The job is to find each line in the entries holding the string "output" and copy that line.

> Provided records:
+ + +
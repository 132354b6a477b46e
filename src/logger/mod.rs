//! Internal logger.
//! Feature flags: `log-info`, `log-debug`, `verbose`, `file-logging`.
//!
//! Errors and warnings go to stderr, info and debug to stdout. Once a log file
//! is attached, prefixed messages go only to the file.

use std::fmt::{self, Arguments};
use std::str::FromStr;
#[cfg(feature = "log-debug")]
use std::sync::atomic::AtomicBool;
use std::sync::atomic::{AtomicU8, Ordering};
use std::sync::LazyLock;

#[cfg(feature = "file-logging")]
use std::{
    fs::{self, File, OpenOptions},
    io::Write,
    sync::Mutex,
};

/// Logging levels.
#[derive(Copy, Clone, Debug, PartialEq, Eq, PartialOrd, Ord)]
pub enum Level {
    /// Error-level messages (always enabled).
    Error = 1,
    /// Warning-level messages (always enabled).
    Warn = 2,
    /// Info-level messages (requires `log-info` feature).
    Info = 3,
    /// Debug-level messages (requires `log-debug` feature and runtime enablement).
    Debug = 4,
}

impl Level {
    /// Lower-case name as used in config files
    #[must_use]
    pub const fn as_str(self) -> &'static str {
        match self {
            Self::Error => "error",
            Self::Warn => "warn",
            Self::Info => "info",
            Self::Debug => "debug",
        }
    }

    const fn prefix(self) -> &'static str {
        match self {
            Self::Error => "[ERROR]",
            Self::Warn => "[WARN]",
            Self::Info => "[INFO]",
            Self::Debug => "[DEBUG]",
        }
    }

    const fn to_stderr(self) -> bool {
        matches!(self, Self::Error | Self::Warn)
    }

    const fn from_u8(value: u8) -> Self {
        match value {
            1 => Self::Error,
            2 => Self::Warn,
            3 => Self::Info,
            _ => Self::Debug,
        }
    }
}

impl FromStr for Level {
    type Err = String;

    fn from_str(s: &str) -> Result<Self, Self::Err> {
        match s.to_ascii_lowercase().as_str() {
            "error" | "err" => Ok(Self::Error),
            "warn" | "warning" => Ok(Self::Warn),
            "info" => Ok(Self::Info),
            "debug" => Ok(Self::Debug),
            _ => Err(format!("Unknown log level: '{s}'")),
        }
    }
}

impl fmt::Display for Level {
    fn fmt(&self, f: &mut fmt::Formatter<'_>) -> fmt::Result {
        f.write_str(self.as_str())
    }
}

const fn default_level() -> u8 {
    if cfg!(feature = "log-debug") {
        Level::Debug as u8
    } else if cfg!(feature = "log-info") {
        Level::Info as u8
    } else {
        Level::Warn as u8
    }
}

static LOG_LEVEL: LazyLock<AtomicU8> = LazyLock::new(|| AtomicU8::new(default_level()));
#[cfg(feature = "log-debug")]
static DEBUG_ENABLED: AtomicBool = AtomicBool::new(true);
#[cfg(feature = "verbose")]
static VERBOSE_ENABLED: AtomicBool = AtomicBool::new(false);
#[cfg(feature = "file-logging")]
static LOG_FILE: LazyLock<Mutex<Option<File>>> = LazyLock::new(|| Mutex::new(None));

/// Set the global log level.
pub fn set_level(level: Level) {
    LOG_LEVEL.store(level as u8, Ordering::SeqCst);
}

/// Current global log level.
#[must_use]
pub fn level() -> Level {
    Level::from_u8(LOG_LEVEL.load(Ordering::SeqCst))
}

/// Parse level from string (case-insensitive) and set it. Returns `true` on success.
#[must_use]
pub fn set_level_from_str(level: &str) -> bool {
    level.parse().map(set_level).is_ok()
}

#[cfg(feature = "log-debug")]
/// Enable debug logging at runtime.
pub fn enable_debug() {
    DEBUG_ENABLED.store(true, Ordering::SeqCst);
}
#[cfg(not(feature = "log-debug"))]
/// Enable debug logging at runtime (no-op when `log-debug` feature is disabled).
pub fn enable_debug() {}

#[cfg(feature = "log-debug")]
/// Returns whether debug logging is enabled.
pub fn is_debug_enabled() -> bool {
    DEBUG_ENABLED.load(Ordering::SeqCst)
}
#[cfg(not(feature = "log-debug"))]
/// Returns whether debug logging is enabled (always false when feature is disabled).
pub const fn is_debug_enabled() -> bool {
    false
}

#[cfg(feature = "verbose")]
/// Enable verbose output at runtime.
pub fn enable_verbose() {
    VERBOSE_ENABLED.store(true, Ordering::SeqCst);
}
#[cfg(not(feature = "verbose"))]
/// Enable verbose output at runtime (no-op when `verbose` feature is disabled).
pub fn enable_verbose() {}

#[cfg(feature = "verbose")]
/// Returns whether verbose output is enabled.
pub fn is_verbose_enabled() -> bool {
    VERBOSE_ENABLED.load(Ordering::SeqCst)
}
#[cfg(not(feature = "verbose"))]
/// Returns whether verbose output is enabled (always false when feature is disabled).
pub const fn is_verbose_enabled() -> bool {
    false
}

/// Attach a log file, creating it and its parent directory if needed.
///
/// Returns `true` on success.
#[cfg(feature = "file-logging")]
#[must_use]
pub fn init_file_logging(path: &std::path::Path) -> bool {
    if let Some(parent) = path.parent() {
        if !parent.as_os_str().is_empty() && fs::create_dir_all(parent).is_err() {
            return false;
        }
    }
    OpenOptions::new()
        .create(true)
        .append(true)
        .open(path)
        .is_ok_and(|file| {
            LOG_FILE.lock().is_ok_and(|mut log_file| {
                *log_file = Some(file);
                true
            })
        })
}

#[cfg(not(feature = "file-logging"))]
/// Attach a log file (no-op when `file-logging` feature is disabled).
#[must_use]
pub const fn init_file_logging(_path: &std::path::Path) -> bool {
    false
}

/// Detach the log file, if any. Messages go back to the console.
#[cfg(feature = "file-logging")]
pub fn close_file_logging() {
    if let Ok(mut log_file) = LOG_FILE.lock() {
        *log_file = None;
    }
}

#[cfg(not(feature = "file-logging"))]
/// Detach the log file (no-op when `file-logging` feature is disabled).
pub const fn close_file_logging() {}

/// Write to the log file; `false` if no file is attached.
#[cfg(feature = "file-logging")]
fn write_to_file(message: &str) -> bool {
    let Ok(mut log_file) = LOG_FILE.lock() else {
        return false;
    };
    log_file.as_mut().is_some_and(|file| {
        let _ = writeln!(file, "{message}");
        let _ = file.flush();
        true
    })
}

#[cfg(not(feature = "file-logging"))]
const fn write_to_file(_message: &str) -> bool {
    false
}

fn should_log(level: Level) -> bool {
    let compiled_in = match level {
        Level::Info => cfg!(feature = "log-info"),
        Level::Debug => cfg!(feature = "log-debug") && is_debug_enabled(),
        Level::Error | Level::Warn => true,
    };
    compiled_in && level <= self::level()
}

/// Internal logging dispatcher used by public macros.
pub fn log_impl(level: Level, args: Arguments) {
    if !should_log(level) {
        return;
    }
    let line = format!("{} {args}", level.prefix());
    if write_to_file(&line) {
        return;
    }
    if level.to_stderr() {
        eprintln!("{line}");
    } else {
        println!("{line}");
    }
}

#[macro_export]
/// Logs an error-level message (always enabled).
macro_rules! error { ($($arg:tt)*) => { $crate::logger::log_impl($crate::logger::Level::Error, format_args!($($arg)*)) }; }
#[macro_export]
/// Logs a warning-level message (always enabled).
macro_rules! warn  { ($($arg:tt)*) => { $crate::logger::log_impl($crate::logger::Level::Warn,  format_args!($($arg)*)) }; }
#[macro_export]
/// Logs an info-level message (requires `log-info` feature).
macro_rules! info  { ($($arg:tt)*) => { $crate::logger::log_impl($crate::logger::Level::Info,  format_args!($($arg)*)) }; }
#[macro_export]
/// Logs a debug-level message (requires `log-debug` feature and runtime enablement).
macro_rules! debug { ($($arg:tt)*) => { $crate::logger::log_impl($crate::logger::Level::Debug, format_args!($($arg)*)) }; }
#[macro_export]
/// Prints a verbose message when verbose output is enabled. Never written to log files.
macro_rules! verbose {
    ($($arg:tt)*) => {
        if $crate::logger::is_verbose_enabled() { println!($($arg)*); }
    }
}
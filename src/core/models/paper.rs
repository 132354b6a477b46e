//! Paper model (GPA context)

use super::{Layout, RawMark};
use serde::{Deserialize, Serialize};

/// A paper taken in a semester, as seen by the GPA predictor
#[derive(Debug, Clone, Copy, PartialEq, Serialize, Deserialize)]
pub struct Paper {
    /// Paper layout; decides how the external mark is weighted
    pub layout: Layout,

    /// Credit hours (absent counts as 0)
    pub credits: RawMark,

    /// Internal mark, out of the layout's maximum total
    pub internal: RawMark,

    /// Expected external (semester) mark, out of 100
    pub external: RawMark,
}

impl Paper {
    /// Create a new paper
    ///
    /// # Arguments
    /// * `layout` - Theory or Integrated
    /// * `credits` - Credit hours
    /// * `internal` - Internal mark
    /// * `external` - External mark out of 100
    #[must_use]
    pub const fn new(layout: Layout, credits: RawMark, internal: RawMark, external: RawMark) -> Self {
        Self {
            layout,
            credits,
            internal,
            external,
        }
    }

    /// Credit hours with absent (or negative) treated as 0
    #[must_use]
    pub fn credit_weight(&self) -> f64 {
        self.credits.filter(|c| c.is_finite()).unwrap_or(0.0).max(0.0)
    }
}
+ + +
> Answer:
/// Enable verbose output at runtime.
/// Enable verbose output at runtime (no-op when `verbose` feature is disabled).
/// Returns whether verbose output is enabled.
/// Returns whether verbose output is enabled (always false when feature is disabled).
/// Prints a verbose message when verbose output is enabled. Never written to log files.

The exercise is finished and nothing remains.